[Start of Attachment]

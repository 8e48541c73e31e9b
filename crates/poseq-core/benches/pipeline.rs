//! Pipeline Benchmarks
//!
//! # Running Benchmarks
//! ```bash
//! cargo bench --package poseq-core --bench pipeline
//! ```
//!
//! # Metrics Measured
//! - End-to-end throughput (frames/second) for clean and gappy streams
//! - Temporal smoothing cost per frame

use criterion::{black_box, criterion_group, criterion_main, BenchmarkId, Criterion, Throughput};
use poseq_core::{PosePipeline, SmoothingConfig, TemporalSmoother};
use poseq_models::{
    DetectionRecord, DetectionStream, Frame, Keypoint, NamedKeypoint, Point3, SkeletonTopology,
};
use std::time::Duration;

/// Synthetic SMPL-24 stream walking across a 1080p frame, with every
/// `gap_every`-th frame dropped (0 keeps all).
fn create_stream(frame_count: usize, gap_every: usize) -> DetectionStream {
    let topology = SkeletonTopology::smpl24();
    let frames = (0..frame_count)
        .filter(|i| gap_every == 0 || i % gap_every != 0)
        .map(|i| DetectionRecord {
            frame_index: i,
            keypoints: topology
                .names()
                .iter()
                .enumerate()
                .map(|(k, name)| {
                    let x = 700.0 + i as f64 * 0.5 + (k % 5) as f64 * 25.0;
                    let y = 300.0 + k as f64 * 18.0 + (i as f64 * 0.2).sin() * 3.0;
                    NamedKeypoint::new(name.clone(), x, y, 0.0, 0.85 + (k % 3) as f64 * 0.05)
                })
                .collect(),
            mesh: None,
            camera: None,
        })
        .collect();

    DetectionStream {
        frame_count,
        fps: 30.0,
        image_width: 1920,
        image_height: 1080,
        frames,
    }
}

fn bench_pipeline(c: &mut Criterion) {
    let mut group = c.benchmark_group("pipeline");
    group.warm_up_time(Duration::from_secs(2));
    group.measurement_time(Duration::from_secs(5));

    let pipeline = PosePipeline::smpl24();
    for frame_count in [300usize, 1800] {
        for (label, gap_every) in [("clean", 0usize), ("gappy", 9)] {
            let stream = create_stream(frame_count, gap_every);
            group.throughput(Throughput::Elements(frame_count as u64));
            group.bench_with_input(
                BenchmarkId::new(label, frame_count),
                &stream,
                |b, stream| b.iter(|| pipeline.run(black_box(stream))),
            );
        }
    }
    group.finish();
}

fn bench_smoothing(c: &mut Criterion) {
    let mut group = c.benchmark_group("smoothing");
    let smoother = TemporalSmoother::new(SmoothingConfig::default(), 0.6);
    let frames: Vec<Frame> = (0..1800)
        .map(|i| {
            let kps = (0..24)
                .map(|k| Keypoint::new(Point3::new(i as f64, k as f64 * 10.0, 0.0), 0.9))
                .collect();
            Frame::source(i, 30.0, kps)
        })
        .collect();

    group.throughput(Throughput::Elements(frames.len() as u64));
    group.bench_function("weighted_median_1800", |b| {
        b.iter(|| {
            let mut work = frames.clone();
            smoother.smooth(black_box(&mut work))
        })
    });
    group.finish();
}

criterion_group!(benches, bench_pipeline, bench_smoothing);
criterion_main!(benches);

[End of Attachment]

What you have to do = If a line comes after the one with "(0 keeps all).", leave it out; reproduce exactly every line of the material from the first up to and including that one.

Reply =
repository 8e48541c73e31e9b
filename crates/poseq-core/benches/pipeline.rs
//! Pipeline Benchmarks
//!
//! # Running Benchmarks
//! ```bash
//! cargo bench --package poseq-core --bench pipeline
//! ```
//!
//! # Metrics Measured
//! - End-to-end throughput (frames/second) for clean and gappy streams
//! - Temporal smoothing cost per frame

use criterion::{black_box, criterion_group, criterion_main, BenchmarkId, Criterion, Throughput};
use poseq_core::{PosePipeline, SmoothingConfig, TemporalSmoother};
use poseq_models::{
    DetectionRecord, DetectionStream, Frame, Keypoint, NamedKeypoint, Point3, SkeletonTopology,
};
use std::time::Duration;

/// Synthetic SMPL-24 stream walking across a 1080p frame, with every
/// `gap_every`-th frame dropped (0 keeps all).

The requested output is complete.